Game-changing ideas can be born when business professionals, entrepreneurial students and tech specialists come together. UEA Norwich Business School is leading the way in preparing students to tackle the toughest business challenges and make a difference.
Norwich is not normally a city synonymous with technology and innovation, better known for its medieval history, Norman castle and breath-taking Norfolk Broads. However in 2014 a 54 hour hackathon event called Sync the City challenged Norwich’s elite entrepreneurs.
The event brought together tech specialists, business professionals and students and the idea was to build and launch a variety of start-ups. The event was a great example of how community engagement with the digital economy is extremely effective in nurturing projects that not only aim to solve local issues, but contribute positively to building connections with like-minded individuals.
The enduring winners of Sync the City were ‘Team Ever Care’, delivering a successful pitch to a panel of judges for their domestic care communication app. Led by UEA’s Norwich Business School student Emma Pearce, the team’s app idea won the People’s Choice award with 32% of votes, plus instant support from sponsors Norfolk County Council.
Emma Pearce said: “I pitched an idea for an app that improves communication within domiciliary care. The moment that they announced Evercare had won the People’s Choice was one of the most overwhelming moments of my life. I was so proud of my team and what we had accomplished.”

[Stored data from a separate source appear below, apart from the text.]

//! CLI configuration file.
//!
//! Resolution order, highest first: command-line flags, the file named by
//! `--config`, `./liuyao.toml` when present, built-in defaults.
//!
//! ```toml
//! [output]
//! format = "json"
//!
//! [calendar]
//! utc_offset_hours = 8
//! ```

use std::path::{Path, PathBuf};

use anyhow::Context as _;
use liuyao_time::CalendarConfig;
use serde::Deserialize;
use tracing::debug;

use crate::cli::{GlobalArgs, OutputFormat};

pub const DEFAULT_CONFIG_FILE: &str = "liuyao.toml";

#[derive(Debug, Clone, Default, PartialEq, Eq, Deserialize)]
#[serde(default, deny_unknown_fields)]
pub struct CliConfig {
    pub output: OutputConfig,
    pub calendar: CalendarConfig,
}

#[derive(Debug, Clone, Default, PartialEq, Eq, Deserialize)]
#[serde(default, deny_unknown_fields)]
pub struct OutputConfig {
    pub format: OutputFormat,
}

impl CliConfig {
    /// Load from an explicit path (which must exist), else the default file
    /// in the working directory, else defaults.
    pub fn load(explicit: Option<&Path>) -> anyhow::Result<Self> {
        let path = match explicit {
            Some(p) => p.to_path_buf(),
            None => {
                let default = PathBuf::from(DEFAULT_CONFIG_FILE);
                if !default.is_file() {
                    debug!("no config file; using defaults");
                    return Ok(Self::default());
                }
                default
            }
        };
        let text = std::fs::read_to_string(&path)
            .with_context(|| format!("failed to read config file {}", path.display()))?;
        let config = Self::parse(&text)
            .with_context(|| format!("invalid config file {}", path.display()))?;
        config
            .calendar
            .offset()
            .with_context(|| format!("invalid config file {}", path.display()))?;
        debug!(path = %path.display(), ?config, "config loaded");
        Ok(config)
    }

    pub fn parse(text: &str) -> anyhow::Result<Self> {
        Ok(toml::from_str(text)?)
    }

    /// Apply command-line overrides.
    pub fn with_overrides(mut self, args: &GlobalArgs) -> Self {
        if let Some(format) = args.format {
            self.output.format = format;
        }
        if let Some(offset) = args.utc_offset {
            self.calendar.utc_offset_hours = offset;
        }
        self
    }
}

When conceiving the idea of ‘Evercare’, Emma was inspired by her own life experiences: “With five of my family members working in social care, I have grown up hearing about the problems that those cared for in their own homes often experience. Despite newspaper stories, the BBC’s Panorama documentary and reports by the Care Quality Commission all highlighting inadequate standards of adult social care in the UK, few changes have been made.”

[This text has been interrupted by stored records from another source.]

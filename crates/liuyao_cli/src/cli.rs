//! Argument definitions.

use std::path::PathBuf;

use clap::{Args, Parser, Subcommand, ValueEnum};
use liuyao_base::{KinshipRelation, Trigram};
use serde::Deserialize;

#[derive(Debug, Parser)]
#[command(name = "liuyao", version, about = "Six-line (六爻) hexagram divination charts")]
pub struct Cli {
    #[command(flatten)]
    pub global: GlobalArgs,

    #[command(subcommand)]
    pub command: Commands,
}

/// Flags accepted by every subcommand.
#[derive(Debug, Args)]
pub struct GlobalArgs {
    /// Increase logging verbosity (-v info, -vv debug, -vvv trace)
    #[arg(short = 'v', long = "verbose", action = clap::ArgAction::Count, global = true)]
    pub verbose: u8,

    /// Only log errors
    #[arg(short = 'q', long = "quiet", global = true, conflicts_with = "verbose")]
    pub quiet: bool,

    /// Configuration file (default: ./liuyao.toml when present)
    #[arg(short = 'c', long = "config", value_name = "FILE", global = true)]
    pub config: Option<PathBuf>,

    /// Output format (overrides the config file)
    #[arg(long = "format", value_enum, global = true)]
    pub format: Option<OutputFormat>,

    /// Hours east of UTC for timestamps without an offset (overrides the config file)
    #[arg(long = "utc-offset", value_name = "HOURS", global = true, allow_hyphen_values = true)]
    pub utc_offset: Option<i32>,
}

#[derive(Debug, Clone, Copy, Default, PartialEq, Eq, ValueEnum, Deserialize)]
#[serde(rename_all = "lowercase")]
pub enum OutputFormat {
    #[default]
    Text,
    Json,
}

#[derive(Debug, Subcommand)]
pub enum Commands {
    /// Chart from six line codes, bottom first (0 old yang, 1 young yin, 2 young yang, 3 old yin)
    Cast {
        /// Six digits, e.g. 122121 or 1,2,2,1,2,1
        codes: String,
        /// Timestamp (RFC 3339, YYYY-MM-DD HH:MM[:SS] or YYYY-MM-DD); default now
        #[arg(long)]
        date: Option<String>,
    },
    /// Chart from six three-coin tosses, given as heads counts in casting order
    Coins {
        /// Heads per toss (0-3); the first toss is the bottom line
        #[arg(num_args = 6, required = true)]
        heads: Vec<u8>,
        #[arg(long)]
        date: Option<String>,
    },
    /// Chart from three numbers (1-9)
    Numbers {
        a: u8,
        b: u8,
        c: u8,
        #[arg(long)]
        date: Option<String>,
    },
    /// Chart cast from the date and hour themselves
    Time {
        #[arg(long)]
        date: Option<String>,
    },
    /// Four pillars and day markers for a timestamp
    Pillars {
        #[arg(long)]
        date: Option<String>,
    },
    /// Six spirits for lines 1-6 on a day stem
    Spirits {
        /// Day stem glyph or pinyin, e.g. 甲 or jia
        stem: String,
    },
    /// Day markers (void, travel, romance, noble) for a day stem and branch
    Markers { stem: String, branch: String },
    /// Hidden spirits for a palace given the relations already present
    Hidden {
        /// Palace glyph or pinyin, e.g. 震 or zhen
        palace: Trigram,
        /// Relations present, e.g. 妻財 父母 官鬼 or Wealth Parent Official
        relations: Vec<KinshipRelation>,
    },
    /// The 64-hexagram table by palace
    Table,
}
//! Six-line hexagram engine.
//!
//! Composes the static tables of `liuyao_base` with the calendar adapter of
//! `liuyao_time`:
//! - `compute_hexagram`: six line codes → primary/transformed hexagrams and
//!   six computed lines (najia, relation, self/response, hidden spirit)
//! - `divine`: the hexagram chart plus calendar reading and six spirits
//! - `render_chart`: a plain-text chart, top line first
//!
//! # Quick start
//!
//! ```rust
//! use liuyao_engine::*;
//!
//! let lines = line_codes_from_str("122121").unwrap();
//! let result = compute_hexagram(&lines).unwrap();
//! assert_eq!(result.primary.name, "水風井");
//! ```

pub mod chart;
pub mod compute;
pub mod divination;
pub mod error;

pub use chart::{line_glyph, render_chart, render_hexagram};
pub use compute::{ComputedLine, HexagramResult, TransformedLine, compute_hexagram};
pub use divination::{Divination, divine};
pub use error::EngineError;

// Re-export the input and vocabulary types so callers need only this crate.
pub use liuyao_base::{
    DayMarkers, GuaError, HexagramEntry, HiddenSpirit, KinshipRelation, LineCode, SixSpirit,
    Stem, Trigram, line_codes_from_numbers, line_codes_from_str,
};
pub use liuyao_time::{
    CalendarConfig, CalendarError, CalendarReading, FixedPillars, FourPillars, PillarSource,
    SolarTermPillars, parse_timestamp,
};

A hackathon like Sync the City is designed to push participants to their physical and mental extremes. Cramming days of ideas, energy and innovation into a small space offers both its pros and cons:
“The late nights and early mornings made the event a mental and physical endurance test” Emma said, “In 54 hours I had learnt so much, met so many fantastic people and produced an app prototype that has the potential to make a real difference to people’s lives.”